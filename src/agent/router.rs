//! Strategy router: the single entry point for callers.
//!
//! The router holds the shared, stateless collaborators (model provider,
//! search tool, prompt set) and dispatches on [`StrategyId`]. It never
//! inspects the query; the caller chooses the strategy. Each call owns its
//! own [`Transcript`], so one router can serve many concurrent invocations.

use std::sync::Arc;
use std::time::Instant;

use tokio_util::sync::CancellationToken;

use super::client::create_provider;
use super::config::{AgentConfig, RunConfig};
use super::prompt::PromptSet;
use super::provider::LlmProvider;
use super::strategy::{
    GenerationSettings, Query, Runner, StrategyId, StrategyResult, react, rewrite, simple,
};
use super::transcript::Transcript;
use crate::error::AgentError;
use crate::search::{SearchTool, create_search_tool};

/// Dispatches queries to reasoning strategies.
#[derive(Clone)]
pub struct StrategyRouter {
    provider: Arc<dyn LlmProvider>,
    tool: Arc<dyn SearchTool>,
    prompts: Arc<PromptSet>,
    generation: GenerationSettings,
}

impl StrategyRouter {
    /// Creates a router from explicit collaborators.
    #[must_use]
    pub fn new(
        provider: Arc<dyn LlmProvider>,
        tool: Arc<dyn SearchTool>,
        prompts: PromptSet,
        generation: GenerationSettings,
    ) -> Self {
        Self {
            provider,
            tool,
            prompts: Arc::new(prompts),
            generation,
        }
    }

    /// Builds the provider, search tool and prompt set from configuration.
    ///
    /// # Errors
    ///
    /// Returns [`AgentError`] if either backend cannot be created.
    pub fn from_config(config: &AgentConfig) -> Result<Self, AgentError> {
        let provider = create_provider(config)?;
        let tool = create_search_tool(config)?;
        let prompts = PromptSet::load(config.prompt_dir.as_deref());
        Ok(Self::new(provider, tool, prompts, GenerationSettings::from(config)))
    }

    /// Returns a router sharing the same collaborators but using `model`.
    #[must_use]
    pub fn with_model(&self, model: impl Into<String>) -> Self {
        let mut router = self.clone();
        router.generation.model = model.into();
        router
    }

    /// The model requests are sent to.
    #[must_use]
    pub fn model(&self) -> &str {
        &self.generation.model
    }

    /// The prompt set in use.
    #[must_use]
    pub fn prompts(&self) -> &PromptSet {
        &self.prompts
    }

    /// Runs `strategy` on `query`.
    ///
    /// # Errors
    ///
    /// Returns [`AgentError::InvalidConfig`] if `config` fails validation.
    /// Every runtime outcome, including failures, is a [`StrategyResult`].
    pub async fn run(
        &self,
        strategy: StrategyId,
        query: &Query,
        config: &RunConfig,
    ) -> Result<StrategyResult, AgentError> {
        self.run_with_cancel(strategy, query, config, &CancellationToken::new())
            .await
    }

    /// Runs `strategy` on `query`, stopping early when `cancel` fires.
    ///
    /// A cancelled run ends with `Failed(Cancelled)` and keeps every step
    /// appended so far.
    ///
    /// # Errors
    ///
    /// Returns [`AgentError::InvalidConfig`] if `config` fails validation.
    pub async fn run_with_cancel(
        &self,
        strategy: StrategyId,
        query: &Query,
        config: &RunConfig,
        cancel: &CancellationToken,
    ) -> Result<StrategyResult, AgentError> {
        config.validate()?;

        let started = Instant::now();
        let runner = Runner {
            provider: self.provider.as_ref(),
            tool: self.tool.as_ref(),
            prompts: &self.prompts,
            generation: &self.generation,
            config,
            cancel,
        };

        let system = match strategy {
            StrategyId::SimpleSearch => self.prompts.answer_system.clone(),
            StrategyId::RewriteReactSearch | StrategyId::SearchAgent => {
                self.prompts.react_system.clone()
            }
        };
        let mut transcript = Transcript::new(system, query.text(), query.history().to_vec());

        tracing::debug!(
            strategy = %strategy,
            model = %self.generation.model,
            max_turns = config.max_turns,
            "strategy started"
        );

        let termination = match strategy {
            StrategyId::SimpleSearch => simple::run(&runner, query, &mut transcript).await,
            StrategyId::RewriteReactSearch => rewrite::run(&runner, query, &mut transcript).await,
            StrategyId::SearchAgent => react::run(&runner, &mut transcript).await,
        };

        let elapsed = started.elapsed();
        tracing::info!(
            strategy = %strategy,
            model = %self.generation.model,
            status = %termination.status.label(),
            turns = transcript.turn_count(),
            elapsed_ms = elapsed.as_millis(),
            "strategy finished"
        );

        Ok(StrategyResult {
            answer: termination.answer,
            transcript,
            status: termination.status,
            strategy,
            model: self.generation.model.clone(),
            prompt_version: self.prompts.version.clone(),
            elapsed_ms: u64::try_from(elapsed.as_millis()).unwrap_or(u64::MAX),
        })
    }
}

impl std::fmt::Debug for StrategyRouter {
    fn fmt(&self, f: &mut std::fmt::Formatter<'_>) -> std::fmt::Result {
        f.debug_struct("StrategyRouter")
            .field("provider", &self.provider.name())
            .field("tool", &self.tool.name())
            .field("prompt_version", &self.prompts.version)
            .field("generation", &self.generation)
            .finish()
    }
}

+++

== Task brief ==
When the string "GenerationSettings" appears in a line of the records above, that line is to be copied.

== Exercise answer ==
    GenerationSettings, Query, Runner, StrategyId, StrategyResult, react, rewrite, simple,
    generation: GenerationSettings,
        generation: GenerationSettings,
        Ok(Self::new(provider, tool, prompts, GenerationSettings::from(config)))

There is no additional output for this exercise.